In the random interesting comments category, I was struck by an amazing statistic proffered by IBM’s (IBM) Rich Lechner in a session on Greening the IT industry. There were plenty of convincing arguments being made in the room that IT and the intelligence bequeathed by computing can have a major impact on reducing energy use and carbon releases.
But Lechner noted that a virtual person in Second Life has a larger carbon footprint than the average person in Brazil. His point, presumably, was that as people enter a developed economy, their carbon footprint goes way up along with their increasing use of tech.
What a joke! This conference should be called Fortune’s Greenwashing for Big Business Conference. To actually contemplate and/or support the use of GM foods and nuclear energy is anything but Green. And one wonders why big business has such a horrible reputation.
Keep digging our graves, guys. One day you’ll realize the environmental movement is not about saving the planet, but saving the planet for human habitation. Hopefully, you’ll realize this before it’s too late for the rest of us. Idiots.

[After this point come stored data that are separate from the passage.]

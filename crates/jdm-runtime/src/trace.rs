//! Execution trace types
//!
//! A [`Trace`] maps node id to the [`TraceEntry`] recorded when that node was
//! dispatched. Entries are plain data so callers can serialize them.

use jdm_core::Value;
use serde::{Deserialize, Serialize};
use std::collections::HashMap;
use std::time::Duration;

/// Trace of one evaluation call, keyed by node id
pub type Trace = HashMap<String, TraceEntry>;

/// Record of a single node dispatch
#[derive(Debug, Clone, PartialEq, Serialize, Deserialize)]
pub struct TraceEntry {
    pub node_id: String,
    pub name: String,
    /// Position in the dispatch sequence, starting at 0
    pub order: usize,
    pub input: Value,
    pub output: Value,
    /// Wall time spent in the node
    pub performance: Duration,
    pub trace_data: TraceData,
    /// Set when the node failed
    #[serde(default, skip_serializing_if = "Option::is_none")]
    pub error: Option<String>,
}

impl TraceEntry {
    /// Compare two entries ignoring timing, including nested sub-traces
    pub fn same_as(&self, other: &TraceEntry) -> bool {
        self.node_id == other.node_id
            && self.name == other.name
            && self.order == other.order
            && self.input == other.input
            && self.output == other.output
            && self.error == other.error
            && self.trace_data.same_as(&other.trace_data)
    }
}

/// Kind-specific detail attached to a trace entry
#[derive(Debug, Clone, PartialEq, Default, Serialize, Deserialize)]
#[serde(tag = "kind", rename_all = "camelCase")]
pub enum TraceData {
    #[default]
    None,
    /// Result of every expression, by output key
    Expression { expressions: HashMap<String, Value> },
    /// Rows that matched, in declaration order
    DecisionTable {
        #[serde(rename = "matchedRules")]
        matched_rules: Vec<MatchedRule>,
    },
    /// Statements whose branches are live
    Switch {
        #[serde(rename = "activeStatements")]
        active_statements: Vec<String>,
    },
    /// Nested evaluation of a referenced decision
    Decision { key: String, trace: Trace },
}

impl TraceData {
    fn same_as(&self, other: &TraceData) -> bool {
        match (self, other) {
            (
                TraceData::Decision { key, trace },
                TraceData::Decision {
                    key: other_key,
                    trace: other_trace,
                },
            ) => key == other_key && traces_match(trace, other_trace),
            _ => self == other,
        }
    }
}

/// A decision-table row that matched
#[derive(Debug, Clone, PartialEq, Serialize, Deserialize)]
pub struct MatchedRule {
    /// Zero-based row index
    pub index: usize,
    #[serde(default, skip_serializing_if = "Option::is_none")]
    pub rule_id: Option<String>,
}

/// Whether two traces are structurally identical aside from timing
pub fn traces_match(a: &Trace, b: &Trace) -> bool {
    a.len() == b.len()
        && a.iter()
            .all(|(id, entry)| b.get(id).is_some_and(|other| entry.same_as(other)))
}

A three year long major study by the University of Kansas has concluded that Genetic Modification of food actually cuts the productivity of crops, including Soy and Cotton.
The whole ‘feeding the Third World’ argument is over.
Those at the Green Brainstorm conference may not have known this because the US corporate media did not report this story.
Genetically Modified food is simply an attempt by large agri-business corporations to control the world food supply. Anyone who says otherwise should go to a Fortune Green Brainstorming conference!